The UK government has announced the 55 winning projects of its £23m Clean Maritime Demonstration Competition, supporting development of zero-emission maritime technology, reports the Engineer.
The winners were announced by transport secretary Grant Shapps in Greenwich this week as part of London International Shipping Week. Forming part of the prime minister’s ten point plan for green industrial revolution, the R&D competition was launched in line with the government’s ambition to have zero emission ships operating commercially by 2025.
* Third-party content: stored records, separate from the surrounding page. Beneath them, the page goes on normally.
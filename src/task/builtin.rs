use super::{Partition, PartitionHandle, PartitionResult, PartitionTask, Region};
use crate::error::Result;

/// Number of values decoded per step
const BLOCK_SIZE: usize = 1 << 16;

/// Feeds every value of the partition to `f`
fn for_each_block<F>(handle: &PartitionHandle<'_>, mut f: F) -> Result<()>
where
    F: FnMut(&[i32]),
{
    let (start, end) = handle.range();
    let mut buf = vec![0; BLOCK_SIZE.min((end - start) as usize)];
    let mut pos = start;
    while pos < end {
        let n = handle.read_values(pos, &mut buf)?;
        if n == 0 {
            break;
        }
        f(&buf[..n]);
        pos += n as u32;
    }
    Ok(())
}

/// Groups partition contexts by region, in region order
///
/// Fails with the first partition error, skipped partitions are reported as cancelled.
fn per_region<C, A, F>(results: Vec<PartitionResult<C>>, mut fold: F) -> Result<Vec<(Region, A)>>
where
    A: Default,
    F: FnMut(&mut A, &Partition, C),
{
    let mut out: Vec<(Region, A)> = Vec::new();
    let mut last_region = None;
    for result in results {
        result.status.into_result()?;
        let partition = result.partition;
        if last_region != Some(partition.region) {
            let region = Region::new(&partition.chrom_name, partition.start, partition.end);
            out.push((region, A::default()));
            last_region = Some(partition.region);
        }
        if let Some((region, acc)) = out.last_mut() {
            region.end = partition.end;
            if let Some(context) = result.context {
                fold(acc, &partition, context);
            }
        }
    }
    Ok(out)
}

/// [`per_region`] keyed by chromosome name
fn per_chrom<C, A, F>(results: Vec<PartitionResult<C>>, fold: F) -> Result<Vec<(String, A)>>
where
    A: Default,
    F: FnMut(&mut A, &Partition, C),
{
    Ok(per_region(results, fold)?
        .into_iter()
        .map(|(region, acc)| (region.chrom, acc))
        .collect())
}

/// Sum of the raw values of each chromosome, or of each region of a scoped task
#[derive(Debug, Clone, Copy, Default)]
pub struct Sum;
impl PartitionTask for Sum {
    type Context = i64;
    type Output = Vec<(String, i64)>;

    fn create_context(&self, _partition: &Partition) -> Result<i64> {
        Ok(0)
    }

    fn process(&self, handle: &mut PartitionHandle<'_>, sum: &mut i64) -> Result<()> {
        for_each_block(handle, |values| {
            *sum += values.iter().map(|&v| i64::from(v)).sum::<i64>();
        })
    }

    fn finalize(&self, results: Vec<PartitionResult<i64>>) -> Result<Self::Output> {
        per_chrom(results, |acc: &mut i64, _, sum| *acc += sum)
    }
}

/// Mean raw value of each chromosome, or of each region of a scoped task
#[derive(Debug, Clone, Copy, Default)]
pub struct MeanDepth;
impl PartitionTask for MeanDepth {
    type Context = i64;
    type Output = Vec<(String, f64)>;

    fn create_context(&self, _partition: &Partition) -> Result<i64> {
        Ok(0)
    }

    fn process(&self, handle: &mut PartitionHandle<'_>, sum: &mut i64) -> Result<()> {
        Sum.process(handle, sum)
    }

    #[allow(clippy::cast_precision_loss)]
    fn finalize(&self, results: Vec<PartitionResult<i64>>) -> Result<Self::Output> {
        let totals = per_chrom(results, |acc: &mut (i64, u64), partition, sum| {
            acc.0 += sum;
            acc.1 += u64::from(partition.len());
        })?;
        Ok(totals
            .into_iter()
            .map(|(name, (sum, len))| (name, sum as f64 / len as f64))
            .collect())
    }
}

/// Counts of values falling in `[min, max)`
#[derive(Debug, Clone, Default, PartialEq, Eq)]
pub struct HistogramCounts {
    /// Lowest value with its own bin
    pub min: i32,

    /// One count per value of `[min, max)`
    pub counts: Vec<u64>,

    /// Number of values below `min`
    pub below: u64,

    /// Number of values at or above `max`
    pub above: u64,
}
impl HistogramCounts {
    fn new(min: i32, max: i32) -> Self {
        let bins = usize::try_from(i64::from(max) - i64::from(min)).unwrap_or(0);
        Self {
            min,
            counts: vec![0; bins],
            below: 0,
            above: 0,
        }
    }

    fn add(&mut self, value: i32) {
        if value < self.min {
            self.below += 1;
            return;
        }
        let bin = (i64::from(value) - i64::from(self.min)) as usize;
        match self.counts.get_mut(bin) {
            Some(count) => *count += 1,
            None => self.above += 1,
        }
    }

    fn merge(&mut self, other: &Self) {
        for (a, b) in self.counts.iter_mut().zip(&other.counts) {
            *a += b;
        }
        self.below += other.below;
        self.above += other.above;
    }

    /// Total number of counted values
    #[must_use]
    pub fn total(&self) -> u64 {
        self.counts.iter().sum::<u64>() + self.below + self.above
    }
}

/// Genome-wide histogram of raw values
#[derive(Debug, Clone, Copy)]
pub struct Histogram {
    pub min: i32,
    pub max: i32,
}
impl Histogram {
    #[must_use]
    pub fn new(min: i32, max: i32) -> Self {
        Self { min, max }
    }
}
impl PartitionTask for Histogram {
    type Context = HistogramCounts;
    type Output = HistogramCounts;

    fn create_context(&self, _partition: &Partition) -> Result<HistogramCounts> {
        Ok(HistogramCounts::new(self.min, self.max))
    }

    fn process(&self, handle: &mut PartitionHandle<'_>, hist: &mut HistogramCounts) -> Result<()> {
        for_each_block(handle, |values| {
            for &v in values {
                hist.add(v);
            }
        })
    }

    fn finalize(&self, results: Vec<PartitionResult<HistogramCounts>>) -> Result<HistogramCounts> {
        let mut total = HistogramCounts::new(self.min, self.max);
        for result in results {
            result.status.into_result()?;
            if let Some(hist) = result.context {
                total.merge(&hist);
            }
        }
        Ok(total)
    }
}

/// Smallest and largest raw value of each region
#[derive(Debug, Clone, Copy, Default)]
pub struct ValueRange;
impl PartitionTask for ValueRange {
    type Context = (i32, i32);
    type Output = Vec<(Region, (i32, i32))>;

    fn create_context(&self, _partition: &Partition) -> Result<(i32, i32)> {
        Ok((i32::MAX, i32::MIN))
    }

    fn process(&self, handle: &mut PartitionHandle<'_>, range: &mut (i32, i32)) -> Result<()> {
        for_each_block(handle, |values| {
            for &v in values {
                range.0 = range.0.min(v);
                range.1 = range.1.max(v);
            }
        })
    }

    fn finalize(&self, results: Vec<PartitionResult<(i32, i32)>>) -> Result<Self::Output> {
        let ranges = per_region(results, |acc: &mut Option<(i32, i32)>, _, (min, max)| {
            *acc = Some(match *acc {
                Some((lo, hi)) => (lo.min(min), hi.max(max)),
                None => (min, max),
            });
        })?;
        Ok(ranges
            .into_iter()
            .map(|(region, range)| (region, range.unwrap_or((i32::MAX, i32::MIN))))
            .collect())
    }
}

/// Fraction of each region at or above every threshold
#[derive(Debug, Clone, Default)]
pub struct PercentCov {
    pub thresholds: Vec<i32>,
}
impl PercentCov {
    #[must_use]
    pub fn new(thresholds: Vec<i32>) -> Self {
        Self { thresholds }
    }
}
impl PartitionTask for PercentCov {
    type Context = Vec<u64>;
    type Output = Vec<(Region, Vec<f64>)>;

    fn create_context(&self, _partition: &Partition) -> Result<Vec<u64>> {
        Ok(vec![0; self.thresholds.len()])
    }

    fn process(&self, handle: &mut PartitionHandle<'_>, counts: &mut Vec<u64>) -> Result<()> {
        for_each_block(handle, |values| {
            for &v in values {
                for (count, &t) in counts.iter_mut().zip(&self.thresholds) {
                    if v >= t {
                        *count += 1;
                    }
                }
            }
        })
    }

    #[allow(clippy::cast_precision_loss)]
    fn finalize(&self, results: Vec<PartitionResult<Vec<u64>>>) -> Result<Self::Output> {
        let totals = per_region(results, |acc: &mut Vec<u64>, _, counts| {
            acc.resize(counts.len(), 0);
            for (a, c) in acc.iter_mut().zip(counts) {
                *a += c;
            }
        })?;
        Ok(totals
            .into_iter()
            .map(|(region, counts)| {
                let len = f64::from(region.len());
                let fractions = (0..self.thresholds.len())
                    .map(|i| counts.get(i).map_or(0.0, |&c| c as f64 / len))
                    .collect();
                (region, fractions)
            })
            .collect())
    }
}

#[cfg(test)]
mod testing {
    use std::io::Cursor;
    use std::sync::Arc;

    use super::*;
    use crate::dict::Dictionary;
    use crate::metadata::Chrom;
    use crate::reader::D4Reader;
    use crate::task::{TaskDesc, TaskMode};

    fn brute(reader: &mut D4Reader, region: &Region) -> Result<Vec<i32>> {
        reader.seek(&region.chrom, region.start)?;
        let mut values = vec![0; region.len() as usize];
        reader.read_values(&mut values)?;
        Ok(values)
    }

    fn regions() -> Vec<Region> {
        vec![
            Region::new("chr2", 40, 100),
            Region::new("chr1", 100, 200),
            Region::new("chr1", 0, 300),
            Region::new("chr1", 290, 300),
        ]
    }
    use crate::writer::D4WriterBuilder;

    fn sample() -> Result<D4Reader> {
        let mut writer = D4WriterBuilder::default()
            .chroms(vec![Chrom::new("chr1", 300), Chrom::new("chr2", 100)])
            .dictionary(Dictionary::simple_range(0, 4)?)
            .build(Cursor::new(Vec::new()))?;
        writer.write_values(&[2; 150])?;
        writer.write_values(&[1000; 10])?;
        writer.seek("chr2", 50)?;
        writer.write_values(&[-3; 50])?;
        let bytes = writer.into_inner()?.into_inner();
        D4Reader::from_stream(Arc::new(bytes))
    }

    fn desc() -> TaskDesc {
        TaskDesc::new(TaskMode::Read).part_size_limit(64).num_cpus(3)
    }

    #[test]
    fn test_sum() -> Result<()> {
        let reader = sample()?;
        let sums = reader.run_task(&Sum, &desc())?.output;
        assert_eq!(
            sums,
            [("chr1".to_string(), 300 + 10_000), ("chr2".to_string(), -150)]
        );
        Ok(())
    }

    #[test]
    fn test_mean_depth() -> Result<()> {
        let reader = sample()?;
        let means = reader.run_task(&MeanDepth, &desc())?.output;
        assert_eq!(means.len(), 2);
        assert!((means[0].1 - 10_300.0 / 300.0).abs() < 1e-9);
        assert!((means[1].1 + 1.5).abs() < 1e-9);
        Ok(())
    }

    #[test]
    fn test_histogram() -> Result<()> {
        let reader = sample()?;
        let hist = reader.run_task(&Histogram::new(0, 4), &desc())?.output;
        assert_eq!(hist.counts, [140 + 50, 0, 150, 0]);
        assert_eq!(hist.below, 50);
        assert_eq!(hist.above, 10);
        assert_eq!(hist.total(), 400);
        Ok(())
    }

    #[test]
    fn test_value_range() -> Result<()> {
        let mut reader = sample()?;
        let desc = desc().part_size_limit(16).regions(regions());
        let ranges = reader.run_task(&ValueRange, &desc)?.output;
        assert_eq!(ranges.len(), 4);
        for ((region, range), expected) in ranges.iter().zip(regions()) {
            assert_eq!(region, &expected);
            let values = brute(&mut reader, region)?;
            let min = values.iter().copied().min().unwrap_or(i32::MAX);
            let max = values.iter().copied().max().unwrap_or(i32::MIN);
            assert_eq!(*range, (min, max), "{region:?}");
        }
        assert_eq!(ranges[1].1, (0, 1000));
        assert_eq!(ranges[3].1, (0, 0));
        Ok(())
    }

    #[test]
    #[allow(clippy::cast_precision_loss)]
    fn test_percent_cov() -> Result<()> {
        let mut reader = sample()?;
        let thresholds = vec![-3, 0, 1, 3, 1000];
        let task = PercentCov::new(thresholds.clone());
        let desc = desc().part_size_limit(16).regions(regions());
        let covs = reader.run_task(&task, &desc)?.output;
        assert_eq!(covs.len(), 4);
        for (region, fractions) in &covs {
            let values = brute(&mut reader, region)?;
            let expected: Vec<f64> = thresholds
                .iter()
                .map(|&t| values.iter().filter(|&&v| v >= t).count() as f64 / values.len() as f64)
                .collect();
            assert_eq!(fractions, &expected, "{region:?}");
        }
        assert_eq!(covs[0].1, [1.0, 10.0 / 60.0, 0.0, 0.0, 0.0]);
        Ok(())
    }

    #[test]
    fn test_scoped_sum() -> Result<()> {
        let mut reader = sample()?;
        let desc = desc().part_size_limit(7).regions(regions());
        let sums = reader.run_task(&Sum, &desc)?.output;
        let names: Vec<_> = sums.iter().map(|(name, _)| name.as_str()).collect();
        assert_eq!(names, ["chr2", "chr1", "chr1", "chr1"]);
        for ((_, sum), region) in sums.iter().zip(regions()) {
            let values = brute(&mut reader, &region)?;
            assert_eq!(*sum, values.iter().map(|&v| i64::from(v)).sum::<i64>());
        }
        Ok(())
    }
}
Among the winners is Oceanways, a UK startup aiming to introduce the world’s first zero-emission autonomous submarine fleet powered entirely by green hydrogen. It will contribute toward cleaning ocean pollution by collecting micro-plastics on its pilot route between Glasgow and Belfast.
Other winning projects include the ‘HIMET’ (Hydrogen in an Integrated Maritime Energy Transition) project, led by EMEC Hydrogen in Orkney which will explore solutions for decarbonising ferries and shore-side activities in ports.
These solutions will include hydrogen storage intended for use on-board a vessel, and the supply of on-board auxiliary power using a hydrogen fuel cell. A conventional ferry propulsion engine will also be tested running on pure hydrogen.
Saving carbon to prevent emissions
Carnival UK, Southampton University, Shell and Lloyd’s Register will explore feasibility of using fuel cell technology company Ceres’ solid oxide fuel cell (SOFC) tech to replace diesel generators for the provision of cruise ship hotel power load while in port.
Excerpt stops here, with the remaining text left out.